Attaqué pour un poème sur Israël, l'écrivain allemand Günter Grass se défend
L'écrivain allemand, prix Nobel de littérature, a provoqué l'indignation d'Israël en publiant un texte accusant le gouvernement du pays de menacer la paix mondiale. Retour sur un scandale en trois actes.
Si les poètes aiment être sulfureux, Günter Grass ne fait pas exception. Le prix Nobel de littérature allemand fait scandale depuis la publication mercredi 4 avril d'un poème dans lequel il accuse Israël de mettre en danger la paix mondiale en menaçant de bombarder l'Iran. Accusé d'antisémitisme, l'écrivain se dit victime d'une campagne de dénigrement. Retour sur la polémique en trois actes.
• Acte I : Günter Grass publie son poème
Le poème de Günter Grass, intitulé Ce qui doit être dit, est publié dans le quotidien allemand Süddeutche Zeitung (traduction en anglais dans le Guardian) mercredi 4 avril. L'écrivain évoque d'abord "cet autre pays, qui dispose depuis des années d'un arsenal nucléaire croissant - même s'il est maintenu secret". Dénonce un "silence généralisé" sur cette question, qu'il qualifie de "mensonge pesant" parce que "le verdict d'antisémitisme tombera automatiquement" sur qui le rompra.
Aux deux tiers du poème, il écrit : "Pourquoi ne dis-je que maintenant (...) que la puissance atomique d'Israël menace la paix mondiale déjà fragile ?", avant de répondre : "Parce qu'il faut dire ce qui pourrait être trop tard demain."
L'écrivain, qui jouit d'une grande autorité en Allemagne, parle aussi du rôle joué par son pays, évoquant les livraisons de sous-marins nucléaires qui pourraient rendre les Allemands, "déjà suffisamment accablés", complices d'un "crime prévisible". Une référence au contrat de vente, signé en 2005 entre l'Allemagne et Israël, de sous-marins de type Dolphin, dont un sixième exemplaire doit être livré prochainement. Il dénonce enfin l'hypocrisie de l'Occident.
• Acte II : indignation générale en Israël et en Allemagne
La publication ne tarde par à faire réagir. En Israël, les réactions sont très vives. "La honteuse comparaison de Günter Grass entre Israël et l'Iran, un régime qui nie l'Holocauste et menace d'anéantir Israël, en dit bien plus sur M. Grass que sur Israël" déclare jeudi le Premier ministre Benjamin Netanyahu, expliquant que "pendant six décennies M. Grass a caché le fait qu'il a appartenu aux Waffen SS" (dans laquelle il a été incorporé en 1944, appartenance qu'il a seulement reconnu en 2006).

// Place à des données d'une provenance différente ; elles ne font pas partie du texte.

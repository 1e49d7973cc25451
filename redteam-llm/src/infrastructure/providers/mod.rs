//! LLM provider implementations

pub mod anthropic;
pub mod openai;

pub use anthropic::AnthropicProvider;
pub use openai::OpenAIProvider;
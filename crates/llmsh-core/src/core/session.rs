//! Conversation transcript kept between requests.
//!
//! The transcript holds user and assistant turns in the order they happened.
//! The system prompt is never stored; it is put in front of the transcript
//! each time a request is built.
//!
//! ## Saved format
//!
//! ```json
//! {
//!   "saved_at": "2026-10-18T09:12:44.120+08:00",
//!   "messages": [
//!     { "role": "user", "content": "..." },
//!     { "role": "assistant", "content": "..." }
//!   ]
//! }
//! ```

use std::fs;
use std::path::Path;

use anyhow::{Context, Result};
use chrono::Local;
use serde::{Deserialize, Serialize};

use crate::providers::{ChatMessage, Role};

/// One transcript entry.
pub type Turn = ChatMessage;

/// What `load_from` found in a saved transcript file.
#[derive(Debug, Clone, PartialEq, Eq)]
pub struct LoadedTranscript {
    /// Timestamp recorded at save time, or `"unknown"` if absent.
    pub saved_at: String,
    pub count: usize,
}

#[derive(Debug, Serialize, Deserialize)]
struct TranscriptFile {
    #[serde(default)]
    saved_at: Option<String>,
    #[serde(default)]
    messages: Vec<Turn>,
}

/// Ordered, append-only conversation history.
#[derive(Debug, Clone, Default, PartialEq, Eq)]
pub struct ConversationSession {
    turns: Vec<Turn>,
}

impl ConversationSession {
    pub fn new() -> Self {
        Self::default()
    }

    pub fn append(&mut self, role: Role, content: impl Into<String>) {
        self.turns.push(Turn::new(role, content));
    }

    /// The message list for the next request: the system turn, then every
    /// stored turn in order.
    pub fn build_request_messages(&self, system_prompt: &str) -> Vec<ChatMessage> {
        let mut messages = Vec::with_capacity(self.turns.len() + 1);
        messages.push(ChatMessage::system(system_prompt));
        messages.extend(self.turns.iter().cloned());
        messages
    }

    /// Content of the most recent assistant turn, or `""`.
    pub fn last_assistant_reply(&self) -> &str {
        self.turns
            .iter()
            .rev()
            .find(|turn| turn.role == Role::Assistant)
            .map_or("", |turn| turn.content.as_str())
    }

    pub fn clear(&mut self) {
        self.turns.clear();
    }

    pub fn turns(&self) -> &[Turn] {
        &self.turns
    }

    pub fn len(&self) -> usize {
        self.turns.len()
    }

    pub fn is_empty(&self) -> bool {
        self.turns.is_empty()
    }

    /// Writes the whole transcript to `path`, replacing any previous file.
    ///
    /// # Errors
    /// Returns an error if the file cannot be written.
    pub fn save_to(&self, path: &Path) -> Result<()> {
        let file = TranscriptFile {
            saved_at: Some(Local::now().to_rfc3339()),
            messages: self.turns.clone(),
        };
        let json = serde_json::to_string_pretty(&file).context("serialize transcript")?;

        if let Some(parent) = path.parent()
            && !parent.as_os_str().is_empty()
        {
            fs::create_dir_all(parent)
                .with_context(|| format!("Failed to create {}", parent.display()))?;
        }
        fs::write(path, json)
            .with_context(|| format!("Failed to write transcript to {}", path.display()))?;

        tracing::debug!(path = %path.display(), turns = self.turns.len(), "saved transcript");
        Ok(())
    }

    /// Replaces the transcript with the one saved at `path`.
    ///
    /// On error the current transcript is left untouched.
    ///
    /// # Errors
    /// Returns an error if the file cannot be read or is not a transcript.
    pub fn load_from(&mut self, path: &Path) -> Result<LoadedTranscript> {
        let contents = fs::read_to_string(path)
            .with_context(|| format!("Failed to read transcript from {}", path.display()))?;
        let file: TranscriptFile = serde_json::from_str(&contents)
            .with_context(|| format!("Failed to parse transcript from {}", path.display()))?;

        self.turns = file.messages;
        Ok(LoadedTranscript {
            saved_at: file.saved_at.unwrap_or_else(|| "unknown".to_string()),
            count: self.turns.len(),
        })
    }
}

Dans la presse israélienne, l'écrivain est également très attaqué. L'historien Tom Segev estime dans le quotidien de centre gauche Haaretz (lien en anglais) qu'il est "plus pathétique qu'antisémite", soulignant que "la comparaison entre Israël et l'Iran est injuste car contrairement à l'Iran, Israël n'a jamais menacé d'effacer de la carte un autre pays", ajoute Tom Segev. Dans Maariv (journal de centre droit) le commentateur Shai Golden déclare : "Je suis d'accord avec presque tout ce qu'il a dit. Mais il n'a tout simplement pas le droit moral et historique de le dire", estime-t-il, invoquant "la trahison du principe de l'expiation auquel chaque Allemand doit s'engager pour toujours en parlant d'Israël et des juifs".
Dans son pays aussi, Günter Grass déclenche les foudres d'historiens juifs de renom et des commentaires distants de la classe politique. Sans nommer Grass, le ministre des Affaires étrangères Guido Westerwelle publie un communiqué dans lequel il explique que "minorer les dangers du programme nucléaire iranien reviendrait à nier la gravité de la situation". La secrétaire générale du SPD (gauche), dont Günter Grass est considéré comme proche, le qualifie de "grand écrivain", mais son poème d'"irritant et inapproprié".
• Acte III : Günter Grass se défend
Face à la polémique, Günter Grass reprend la parole jeudi dans plusieurs entretiens à des chaînes de télévision allemandes. "Le ton général des débats est de ne surtout pas se plonger dans le contenu du poème, mais de mener une campagne contre moi pour affirmer que ma réputation est écornée jusqu'à la fin des temps", estime-t-il.
L'écrivain affirme être victime d'un procès d'intention et réfute tout antisémitisme. En Allemagne, "un pays démocratique où règne la liberté de la presse, prime une certaine uniformisation de l'opinion, et un refus d'aborder le contenu, les questions que je soulève".
L'écrivain, âgé de 84 ans et taxé par certains de sénilité, reconnaît toutefois qu'il aurait dû évoquer dans son texte le "gouvernement actuel d'Israël" plutôt qu'"Israël" en général.